CAMPOCHIARO: You obviously have a deep knowledge of comic book history and must have had plenty of characters to draw on for your latest book, The Legion of Regrettable Supervillains. Still, the logistics of compiling both books must have been awesome. How daunting was the process, narrowing down who to include or who to leave out?

MORRIS: Both with this book and The League of Regrettable Superheroes, it starts with a list – which runs about 1,000 characters long. The process of winnowing them down is probably the second-most time-consuming part of the process, behind doing the reading and the research leading up to the writing.

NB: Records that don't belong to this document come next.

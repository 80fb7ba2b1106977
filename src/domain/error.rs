// Calculator error taxonomy
use thiserror::Error;

/// Why a calculator could not produce a value.
///
/// Every variant is a terminal, deterministic outcome: the same input always
/// yields the same error, so callers branch on it instead of retrying.
#[derive(Debug, Clone, PartialEq, Error)]
pub enum CalcError {
    #[error("invalid {field}: {reason}")]
    InvalidInput { field: &'static str, reason: &'static str },

    #[error("unknown fit class '{0}'")]
    UnknownFitClass(String),

    #[error("nominal diameter {diameter} mm is outside the tolerance table")]
    OutOfRange { diameter: f64 },

    #[error("{field} must be non-zero")]
    ZeroDenominator { field: &'static str },
}

impl CalcError {
    /// Short machine-readable code used by the HTTP envelope.
    pub fn code(&self) -> &'static str {
        match self {
            CalcError::InvalidInput { .. } => "invalid_input",
            CalcError::UnknownFitClass(_) => "unknown_fit_class",
            CalcError::OutOfRange { .. } => "out_of_range",
            CalcError::ZeroDenominator { .. } => "invalid",
        }
    }
}

#[cfg(test)]
mod tests {
    use super::*;

    #[test]
    fn test_error_messages() {
        let err = CalcError::OutOfRange { diameter: 18.0 };
        assert_eq!(
            err.to_string(),
            "nominal diameter 18 mm is outside the tolerance table"
        );
        assert_eq!(err.code(), "out_of_range");

        let err = CalcError::ZeroDenominator { field: "rpm" };
        assert_eq!(err.to_string(), "rpm must be non-zero");
        assert_eq!(err.code(), "invalid");
    }
}
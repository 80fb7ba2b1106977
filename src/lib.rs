// Reliability dashboard backend - condition monitoring and maintenance calculators
pub mod application;
pub mod domain;
pub mod infrastructure;
pub mod presentation;
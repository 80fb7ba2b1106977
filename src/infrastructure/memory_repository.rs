// In-memory asset store
use crate::application::asset_repository::AssetRepository;
use crate::domain::asset::Asset;
use anyhow::Result;
use async_trait::async_trait;
use std::collections::BTreeMap;
use tokio::sync::RwLock;

/// Asset documents held in process memory, keyed by id.
#[derive(Debug, Default)]
pub struct InMemoryAssetRepository {
    assets: RwLock<BTreeMap<String, Asset>>,
}

impl InMemoryAssetRepository {
    pub fn new() -> Self {
        Self::default()
    }

    pub fn with_assets(assets: Vec<Asset>) -> Self {
        Self {
            assets: RwLock::new(assets.into_iter().map(|a| (a.id.clone(), a)).collect()),
        }
    }
}

#[async_trait]
impl AssetRepository for InMemoryAssetRepository {
    async fn list(&self) -> Result<Vec<Asset>> {
        Ok(self.assets.read().await.values().cloned().collect())
    }

    async fn get(&self, id: &str) -> Result<Option<Asset>> {
        Ok(self.assets.read().await.get(id).cloned())
    }

    async fn put(&self, asset: Asset) -> Result<()> {
        self.assets.write().await.insert(asset.id.clone(), asset);
        Ok(())
    }

    async fn put_many(&self, assets: Vec<Asset>) -> Result<()> {
        let mut store = self.assets.write().await;
        for asset in assets {
            store.insert(asset.id.clone(), asset);
        }
        Ok(())
    }
}

#[cfg(test)]
mod tests {
    use super::*;

    #[tokio::test]
    async fn test_last_writer_wins() {
        let repo = InMemoryAssetRepository::new();
        repo.put(Asset::new("a1", "First", "Plant")).await.unwrap();
        repo.put(Asset::new("a1", "Second", "Plant")).await.unwrap();

        let stored = repo.get("a1").await.unwrap().unwrap();
        assert_eq!(stored.name, "Second");
        assert_eq!(repo.list().await.unwrap().len(), 1);
    }

    #[tokio::test]
    async fn test_list_is_ordered_by_id() {
        let repo = InMemoryAssetRepository::with_assets(vec![Asset::new("b", "B", "")]);
        repo.put_many(vec![Asset::new("c", "C", ""), Asset::new("a", "A", "")])
            .await
            .unwrap();

        let ids: Vec<String> = repo.list().await.unwrap().into_iter().map(|a| a.id).collect();
        assert_eq!(ids, vec!["a", "b", "c"]);
        assert!(repo.get("zz").await.unwrap().is_none());
    }
}
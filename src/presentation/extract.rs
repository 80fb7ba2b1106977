// Request extractors that report failures through the JSON error envelope
use crate::presentation::error::ApiError;
use async_trait::async_trait;
use axum::extract::rejection::JsonRejection;
use axum::extract::{FromRequest, Request};
use axum::Json;
use serde::de::DeserializeOwned;
use serde::{Deserialize, Deserializer};

/// `Json<T>` whose rejection is an [`ApiError`] with code `invalid_input`.
pub struct ApiJson<T>(pub T);

#[async_trait]
impl<T, S> FromRequest<S> for ApiJson<T>
where
    T: DeserializeOwned,
    S: Send + Sync,
{
    type Rejection = ApiError;

    async fn from_request(req: Request, state: &S) -> Result<Self, Self::Rejection> {
        let Json(value) = Json::<T>::from_request(req, state).await?;
        Ok(Self(value))
    }
}

impl From<JsonRejection> for ApiError {
    fn from(rejection: JsonRejection) -> Self {
        ApiError::new(rejection.status(), "invalid_input", rejection.body_text())
    }
}

/// Reads a number from a JSON number or a numeric string. Anything else
/// (text, `null`, objects) becomes NaN so the calculator reports it.
pub fn lenient_f64<'de, D>(deserializer: D) -> Result<f64, D::Error>
where
    D: Deserializer<'de>,
{
    let value = serde_json::Value::deserialize(deserializer)?;
    Ok(match value {
        serde_json::Value::Number(n) => n.as_f64().unwrap_or(f64::NAN),
        serde_json::Value::String(s) => s.trim().parse().unwrap_or(f64::NAN),
        _ => f64::NAN,
    })
}

/// Default for a lenient number field that is absent from the body.
pub fn not_a_number() -> f64 {
    f64::NAN
}
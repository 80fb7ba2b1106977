// Vibration severity classification (ISO 20816-3 style zones)
use super::units::VibrationUnit;
use serde::{Deserialize, Serialize};

/// Velocity ladder upper bounds, inclusive (mm/s)
pub const VELOCITY_ZONE_A_MAX: f64 = 2.8;
pub const VELOCITY_ZONE_C_MAX: f64 = 4.5;

/// Acceleration ladder upper bounds, exclusive (G)
pub const ACCELERATION_ZONE_A_LIMIT: f64 = 1.5;
pub const ACCELERATION_ZONE_C_LIMIT: f64 = 3.0;

/// Severity zone of a machine. Ordered from healthiest to most severe.
///
/// `B` exists in the zone model but neither ladder produces it.
#[derive(
    Debug, Clone, Copy, Default, PartialEq, Eq, PartialOrd, Ord, Hash, Serialize, Deserialize,
)]
pub enum SeverityLevel {
    #[default]
    A,
    B,
    C,
    D,
}

impl SeverityLevel {
    pub const ALL: [SeverityLevel; 4] = [
        SeverityLevel::A,
        SeverityLevel::B,
        SeverityLevel::C,
        SeverityLevel::D,
    ];

    pub fn from_code(code: &str) -> Option<Self> {
        match code {
            "A" => Some(SeverityLevel::A),
            "B" => Some(SeverityLevel::B),
            "C" => Some(SeverityLevel::C),
            "D" => Some(SeverityLevel::D),
            _ => None,
        }
    }

    pub fn code(&self) -> &'static str {
        match self {
            SeverityLevel::A => "A",
            SeverityLevel::B => "B",
            SeverityLevel::C => "C",
            SeverityLevel::D => "D",
        }
    }

    pub fn health_score(&self) -> u8 {
        match self {
            SeverityLevel::A | SeverityLevel::B => 100,
            SeverityLevel::C => 55,
            SeverityLevel::D => 15,
        }
    }
}

/// Classify a single reading.
///
/// Comparisons are written so that NaN fails every threshold and lands in `D`.
pub fn classify(value: f64, unit: &str) -> SeverityLevel {
    match VibrationUnit::parse(unit) {
        VibrationUnit::Acceleration => {
            if value < ACCELERATION_ZONE_A_LIMIT {
                SeverityLevel::A
            } else if value < ACCELERATION_ZONE_C_LIMIT {
                SeverityLevel::C
            } else {
                SeverityLevel::D
            }
        }
        VibrationUnit::Velocity => {
            if value <= VELOCITY_ZONE_A_MAX {
                SeverityLevel::A
            } else if value <= VELOCITY_ZONE_C_MAX {
                SeverityLevel::C
            } else {
                SeverityLevel::D
            }
        }
    }
}

/// Worst severity across several classifications, `A` when there are none.
/// Stops at the first `D`.
pub fn worst<I>(levels: I) -> SeverityLevel
where
    I: IntoIterator<Item = SeverityLevel>,
{
    let mut worst = SeverityLevel::A;
    for level in levels {
        if level == SeverityLevel::D {
            return SeverityLevel::D;
        }
        if level > worst {
            worst = level;
        }
    }
    worst
}

/// Health score for a raw severity code. Unknown codes score 100.
pub fn health_score_for_code(code: &str) -> u8 {
    SeverityLevel::from_code(code)
        .map(|level| level.health_score())
        .unwrap_or(100)
}

#[cfg(test)]
mod tests {
    use super::*;

    #[test]
    fn test_velocity_boundaries() {
        assert_eq!(classify(2.8, "mm/s"), SeverityLevel::A);
        assert_eq!(classify(2.80001, "mm/s"), SeverityLevel::C);
        assert_eq!(classify(4.5, "mm/s"), SeverityLevel::C);
        assert_eq!(classify(4.50001, "mm/s"), SeverityLevel::D);
        assert_eq!(classify(0.0, "mm/s"), SeverityLevel::A);
    }

    #[test]
    fn test_acceleration_boundaries() {
        assert_eq!(classify(1.49999, "G"), SeverityLevel::A);
        assert_eq!(classify(1.5, "G"), SeverityLevel::C);
        assert_eq!(classify(2.99999, "G"), SeverityLevel::C);
        assert_eq!(classify(3.0, "G"), SeverityLevel::D);
    }

    #[test]
    fn test_unknown_unit_uses_velocity_ladder() {
        assert_eq!(classify(2.0, "in/s"), SeverityLevel::A);
        assert_eq!(classify(5.0, ""), SeverityLevel::D);
    }

    #[test]
    fn test_nan_fails_safe() {
        assert_eq!(classify(f64::NAN, "mm/s"), SeverityLevel::D);
        assert_eq!(classify(f64::NAN, "G"), SeverityLevel::D);
    }

    #[test]
    fn test_velocity_monotonic() {
        let mut previous = SeverityLevel::A;
        for step in 0..1000 {
            let level = classify(step as f64 * 0.01, "mm/s");
            assert!(level >= previous, "regressed at step {}", step);
            assert_ne!(level, SeverityLevel::B);
            previous = level;
        }
    }

    #[test]
    fn test_worst() {
        use SeverityLevel::*;
        assert_eq!(worst(Vec::new()), A);
        assert_eq!(worst([A, C, A]), C);
        assert_eq!(worst([A, B]), B);
        assert_eq!(worst([C, D, B]), D);
    }

    #[test]
    fn test_health_score() {
        assert_eq!(SeverityLevel::A.health_score(), 100);
        assert_eq!(SeverityLevel::B.health_score(), 100);
        assert_eq!(SeverityLevel::C.health_score(), 55);
        assert_eq!(SeverityLevel::D.health_score(), 15);
        assert_eq!(health_score_for_code("Z"), 100);
        assert_eq!(health_score_for_code("D"), 15);
    }
}
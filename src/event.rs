use std::fmt;
use std::num::NonZeroU64;
use std::sync::atomic::{AtomicU64, Ordering};
use std::time::{Duration, Instant, SystemTime};

use serde::{Deserialize, Serialize};

/// Sequential identifier of a recorded event.
///
/// Provides a total order over the events of one sink. Note that this is the
/// order in which events were recorded, which is not necessarily the order in
/// which the underlying phase transitions became globally visible.
#[derive(Debug, Clone, Copy, PartialOrd, Ord, PartialEq, Eq, Hash, Serialize, Deserialize)]
#[repr(transparent)]
#[serde(transparent)]
pub struct EventId(NonZeroU64);

impl EventId {
    /// Allocate the next identifier from the given counter.
    pub(crate) fn next(counter: &AtomicU64) -> Self {
        loop {
            if let Some(id) = NonZeroU64::new(counter.fetch_add(1, Ordering::Relaxed)) {
                return Self(id);
            }
        }
    }

    /// The raw value of the identifier.
    pub fn get(self) -> u64 {
        self.0.get()
    }
}

impl fmt::Display for EventId {
    fn fmt(&self, f: &mut fmt::Formatter<'_>) -> fmt::Result {
        self.0.fmt(f)
    }
}

/// The role of the task which caused an event.
#[derive(Debug, Clone, Copy, PartialEq, Eq, Hash, Serialize, Deserialize)]
#[serde(rename_all = "lowercase")]
pub enum ActorKind {
    /// Observes the shared value.
    Reader,
    /// Mutates the shared value.
    Writer,
}

impl fmt::Display for ActorKind {
    fn fmt(&self, f: &mut fmt::Formatter<'_>) -> fmt::Result {
        match self {
            ActorKind::Reader => f.write_str("Reader"),
            ActorKind::Writer => f.write_str("Writer"),
        }
    }
}

/// The phase transition an event records.
#[derive(Debug, Clone, Copy, PartialEq, Eq, Hash, Serialize, Deserialize)]
#[serde(rename_all = "lowercase")]
pub enum Phase {
    /// The actor is blocked waiting for admission.
    Waiting,
    /// A reader entered the read critical section.
    Reading,
    /// A writer holds exclusive access and is mutating the value.
    Writing,
    /// The actor left its critical section.
    Finished,
}

impl fmt::Display for Phase {
    fn fmt(&self, f: &mut fmt::Formatter<'_>) -> fmt::Result {
        match self {
            Phase::Waiting => f.write_str("WAITING"),
            Phase::Reading => f.write_str("READING"),
            Phase::Writing => f.write_str("WRITING"),
            Phase::Finished => f.write_str("finished"),
        }
    }
}

/// A recorded phase transition.
#[derive(Debug, Clone, PartialEq, Eq, Serialize, Deserialize)]
pub struct Event {
    /// The unique identifier of this event.
    pub(crate) id: EventId,
    /// Nanoseconds since the run started.
    pub(crate) timestamp: u64,
    /// The index of the thread the event was recorded on.
    pub(crate) thread_index: usize,
    /// Role of the actor.
    pub(crate) actor: ActorKind,
    /// Identifier of the actor within its role, starting at 1.
    pub(crate) actor_id: u32,
    /// The transition.
    pub(crate) phase: Phase,
    /// Human readable detail, such as the observed value.
    pub(crate) detail: String,
}

impl Event {
    /// The unique identifier of this event.
    pub fn id(&self) -> EventId {
        self.id
    }

    /// Time since the run started.
    pub fn elapsed(&self) -> Duration {
        Duration::from_nanos(self.timestamp)
    }

    /// Index of the thread the event was recorded on.
    pub fn thread_index(&self) -> usize {
        self.thread_index
    }

    /// Role of the actor.
    pub fn actor(&self) -> ActorKind {
        self.actor
    }

    /// Identifier of the actor within its role.
    pub fn actor_id(&self) -> u32 {
        self.actor_id
    }

    /// The recorded transition.
    pub fn phase(&self) -> Phase {
        self.phase
    }

    /// Detail attached to the transition.
    pub fn detail(&self) -> &str {
        &self.detail
    }
}

impl fmt::Display for Event {
    fn fmt(&self, f: &mut fmt::Formatter<'_>) -> fmt::Result {
        let elapsed = self.elapsed();

        write!(
            f,
            "[{:>4}.{:03}s] {} {} {}",
            elapsed.as_secs(),
            elapsed.subsec_millis(),
            self.actor,
            self.actor_id,
            self.phase
        )?;

        if !self.detail.is_empty() {
            write!(f, " | {}", self.detail)?;
        }

        Ok(())
    }
}

/// A point-in-time sample of the engine state.
///
/// All counters are read under the same guard, so a snapshot is internally
/// consistent.
#[derive(Debug, Clone, Copy, PartialEq, Eq, Serialize, Deserialize)]
pub struct Snapshot {
    /// Nanoseconds since the run started.
    pub timestamp: u64,
    /// Readers inside the read critical section.
    pub active_readers: usize,
    /// Writers which declared intent but have not been admitted yet.
    pub waiting_writers: usize,
    /// Writers admitted past the reader wait which have not exited yet.
    pub admitted_writers: usize,
    /// The shared value.
    pub value: u64,
}

impl Snapshot {
    /// Time since the run started.
    pub fn elapsed(&self) -> Duration {
        Duration::from_nanos(self.timestamp)
    }
}

/// Cumulative counters of a run.
#[derive(Debug, Default, Clone, Copy, PartialEq, Eq, Serialize, Deserialize)]
pub struct RunStats {
    /// Completed read operations.
    pub total_reads: u64,
    /// Completed write operations.
    pub total_writes: u64,
    /// Largest number of readers observed inside the read section at once.
    pub max_concurrent_readers: usize,
}

/// The time base shared by every event and snapshot of a run.
#[derive(Debug, Clone, Copy)]
pub struct Clock {
    start: Instant,
    wall: SystemTime,
}

impl Clock {
    /// Start a new clock at the current instant.
    pub fn start() -> Self {
        Self {
            start: Instant::now(),
            wall: SystemTime::now(),
        }
    }

    /// Nanoseconds since the clock was started.
    pub fn now(&self) -> u64 {
        // NB: Truncation only happens after ~584 years.
        Instant::now().duration_since(self.start).as_nanos() as u64
    }

    /// Convert a timestamp of this clock into wall-clock time.
    pub fn wall(&self, timestamp: u64) -> SystemTime {
        self.wall + Duration::from_nanos(timestamp)
    }
}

After that, it’s a matter of running through the list and identifying which characters have something unique or interesting enough about them to warrant five hundred words. Then there’s the matter of spreading them out so that one company, title or creator isn’t too over-represented (unless, like with Joe Simon in the Regrettable Superheroes book, I’m trying to craft an overall narrative about the creator’s career), and THEN my wonderful editor, Rich Chillot, without whom none of this would be possible, shoots down half of them and makes me start over.

Then there’s the acquisition of the source material. Many of these characters, I recall primarily because I used to have an obsessively immense collection of comic books. The last time I’d thought to count it before I sold or gave away the lot of ‘em, it came to fifteen thousand comics, and I’d picked up a lot more before they finally wore out their welcome.

But they’re all gone now so, if I want to write about these characters, I have to go scour the comic shops and online shops and pick up replacement copies of all the originals. If I end up writing a third book, this is going to start becoming an obsession again …

CAMPOCHIARO: Can you talk about how the political climates during the various times these characters were created influenced them?

MORRIS: Obviously, wartime – both hot and cold – is the furnace in which many villains are forged. It’s pretty easy to take a Nazi, with their highly stylized look and inarguably evil philosophy, and turn them into a world-class supervillain. Heck, they worked so well that comics have pretty much never shaken them. Even eighty years later, Nazis keep popping back up in comics. This is, of course, only one of a few similarities between the real world and the world of comics, I suppose…

Perceived threats from abroad or from counter-culture always make for fertile fields in which cartoon villainy can grow. It’s understandable to have villains connected with organized crime (usually ethnic, in some manner, which is an issue comics writers and editors might want to reconsider), drugs, weapons-running, and so on. The obsession with making villains out of hippies, slackers, activists and beatniks, at different times throughout comics history, is a little less comprehensible. A costumed vigilante delivering extrajudicial beatings to nutjobs in jumpsuits probably doesn’t really have the moral authority to tell a super-powered Earth First!-er to stop blowing up bulldozers.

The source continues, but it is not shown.